Aujourd’hui, de nombreux politiciens qui sans doute prétendaient ne pas se fier aux sondages, doivent les remercier, car si le vote stratégique a aidé plusieurs candidats libéraux à retrouver leur siège au parlement, malgré un bilan de l’ère Trudeau des plus discutables, c’est le Bloc Québécois qui sort grand gagnant de ce dernier droit d’une campagne très polarisée.

Bien sûr, ils ont moins de sièges qu’auparavant, mais ils ont sauvé in extrémiste l’hécatombe qu’on leur prédisait. D’autant plus qu’ils devraient bénéficier de l’écrasement du NPD. Si une partie de ce demi-succès peut être attribuée à la performance de leur chef, Yves-François Blanchet, les sondages qui prédisaient un balayage libéral y sont pour beaucoup, relayant le vote stratégique au second rang pour plusieurs électeurs. Les grands perdants sont sans contredit Jagmeet Singh et la gauche canadienne, pour qui le lendemain de veille est brutal.

Les Québécois. es et les Nord-Côtiers ont donc choisi, encore une fois, de se garder une police d’assurance à Ottawa, et ce, malgré un contexte politique particulier et une menace américaine bien réelle. D’ailleurs, sans Trump, Mark Carney n’aurait jamais connu cette ascension fulgurante. Le chef libéral a joué une partie parfaite et sa meilleure décision aura été de miser sur une campagne courte, laissant peu d’espace pour le critiquer, Trump s’occupant de meubler l’espace médiatique jusqu’à la dernière minute. 

C’est maintenant au tour de Pierre Poilievre de jouer les Justin Trudeau et de s’accrocher malgré sa défaite dans son propre comté. Il promet de rester. Tout le monde s’entend pour dire que la performance des conservateurs était plus que respectable et que sans l’effondrement du NPD, ils seraient probablement au pouvoir. Un contexte qui rend difficile son évincement.
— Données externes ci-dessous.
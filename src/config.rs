use crate::collector::COLLECT_INTERVAL;
use crate::github::Repository;
use crate::github::search::DEFAULT_API_URL;
use anyhow::{Context, Result};
use std::collections::HashMap;
use std::net::SocketAddr;
use std::time::Duration;

/// Environment variables read at startup.
#[derive(Debug, Clone, Copy, PartialEq, Eq, Hash)]
pub enum ConfigKey {
    Username,
    Reponame,
    Token,
    ApiUrl,
    ListenAddr,
    CollectIntervalSeconds,
}

impl ConfigKey {
    pub fn as_str(&self) -> &'static str {
        match self {
            ConfigKey::Username => "GITHUB_USERNAME",
            ConfigKey::Reponame => "GITHUB_REPONAME",
            ConfigKey::Token => "GITHUB_TOKEN",
            ConfigKey::ApiUrl => "GITHUB_API_URL",
            ConfigKey::ListenAddr => "LISTEN_ADDR",
            ConfigKey::CollectIntervalSeconds => "COLLECT_INTERVAL_SECONDS",
        }
    }

    /// Get all config keys
    pub fn all() -> &'static [ConfigKey] {
        &[
            ConfigKey::Username,
            ConfigKey::Reponame,
            ConfigKey::Token,
            ConfigKey::ApiUrl,
            ConfigKey::ListenAddr,
            ConfigKey::CollectIntervalSeconds,
        ]
    }
}

pub const DEFAULT_LISTEN_ADDR: &str = "0.0.0.0:8000";

#[derive(Debug, Clone, PartialEq, Eq)]
pub struct Config {
    pub repository: Repository,
    pub token: Option<String>,
    pub api_url: String,
    pub listen_addr: SocketAddr,
    pub collect_interval: Duration,
}

impl Config {
    pub fn from_env() -> Result<Self> {
        parse_config(|key| std::env::var(key.as_str()).ok())
    }
}

/// Builds a [`Config`] from `lookup`, which returns the raw value of a key if set.
///
/// - Returns an `Err` if `GITHUB_USERNAME` or `GITHUB_REPONAME` is missing or empty.
/// - Returns an `Err` if an optional key holds a value that cannot be parsed.
/// - Empty values are treated as unset.
pub fn parse_config<F>(lookup: F) -> Result<Config>
where
    F: Fn(ConfigKey) -> Option<String>,
{
    let values: HashMap<ConfigKey, String> = ConfigKey::all()
        .iter()
        .filter_map(|key| {
            lookup(*key)
                .filter(|value| !value.trim().is_empty())
                .map(|value| (*key, value))
        })
        .collect();
    let get = |key: ConfigKey| values.get(&key).cloned();
    let require = |key: ConfigKey| {
        get(key).ok_or_else(|| anyhow::anyhow!("{} is not set", key.as_str()))
    };

    let repository = Repository::new(require(ConfigKey::Username)?, require(ConfigKey::Reponame)?);

    let listen_addr = match get(ConfigKey::ListenAddr) {
        Some(addr) => addr
            .parse()
            .with_context(|| format!("{} is not a socket address: {addr}", ConfigKey::ListenAddr.as_str()))?,
        None => DEFAULT_LISTEN_ADDR.parse()?,
    };

    let collect_interval = match get(ConfigKey::CollectIntervalSeconds) {
        Some(seconds) => {
            let seconds: u64 = seconds.trim().parse().with_context(|| {
                format!(
                    "{} is not a number of seconds: {seconds}",
                    ConfigKey::CollectIntervalSeconds.as_str()
                )
            })?;
            if seconds == 0 {
                return Err(anyhow::anyhow!(
                    "{} must be greater than zero",
                    ConfigKey::CollectIntervalSeconds.as_str()
                ));
            }
            Duration::from_secs(seconds)
        }
        None => COLLECT_INTERVAL,
    };

    Ok(Config {
        repository,
        token: get(ConfigKey::Token),
        api_url: get(ConfigKey::ApiUrl).unwrap_or_else(|| DEFAULT_API_URL.to_string()),
        listen_addr,
        collect_interval,
    })
}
Après tout, ce parti est tout sauf facile à diriger et il n’y a rien de moins évident qu’il existe un autre Mark Carney, celui-là capable de rallier les conservateurs. Peut-être est-ce que je me trompe, mais dans les circonstances, Pierre Poilievre risque de représenter le moindre mal. Le parti a peu à perdre de l’envoyer au front pour saborder les efforts de Mark Carney.

Stratégique comme il semble l’être, ce dernier enclenchera rapidement l’opération charme auprès de l’Alberta et de l’Ontario. Si je m’avance pour une prédiction, c’est qu’il y aura nécessairement un ajustement vers la droite, au grand dam du Québec. Carney sait calculer, on l’a souvent dit et le premier chiffre qu’il tentera d’atteindre sera celui qui le mènera à une majorité. Parions que si le nouveau premier ministre arrive à séduire l’Alberta, ne serait-ce qu’un tant soit peu, sans s’aliéner le Québec, Pierre Poilievre devra apprendre un autre métier.

Dans le dernier droit qui a mené aux élections, le chef conservateur s’est consacré à paralyser le Parlement en appliquant la formule Trump, maniant l’insulte et les demi-vérités sans la moindre réserve. Il a aussi fait la démonstration de son incapacité à se renouveler, autrement que par des sourires forcés distribués sans trop de conviction.

Au lendemain de cette défaite amère, il affirme vouloir travailler avec le gouvernement, mais il y a fort à parier qu’il retombera rapidement dans un mode agressif et hargneux, c’est ce qu’il sait faire. C’est à ce moment que le vrai test va commencer pour les deux hommes. Tant Poilievre que Carney ont beaucoup à perdre ou à gagner dans ces prochaines semaines, voire ces prochains mois. Le Canada aussi, car les déchirements que nous afficherons seront autant d’occasions pour Trump de semer le doute sur notre capacité à lui résister.

Quelle sera la relation de Mark Carney avec le Québec, alors que vraisemblablement les Québécois. es viennent de lui sauver la mise ? Cette cristallisation gauche-droite qui caractérise de plus en plus notre société nord-américaine, va-t-elle réanimer le besoin du Québec de réaffirmer sa différence, ou plutôt le faire passer au second plan ?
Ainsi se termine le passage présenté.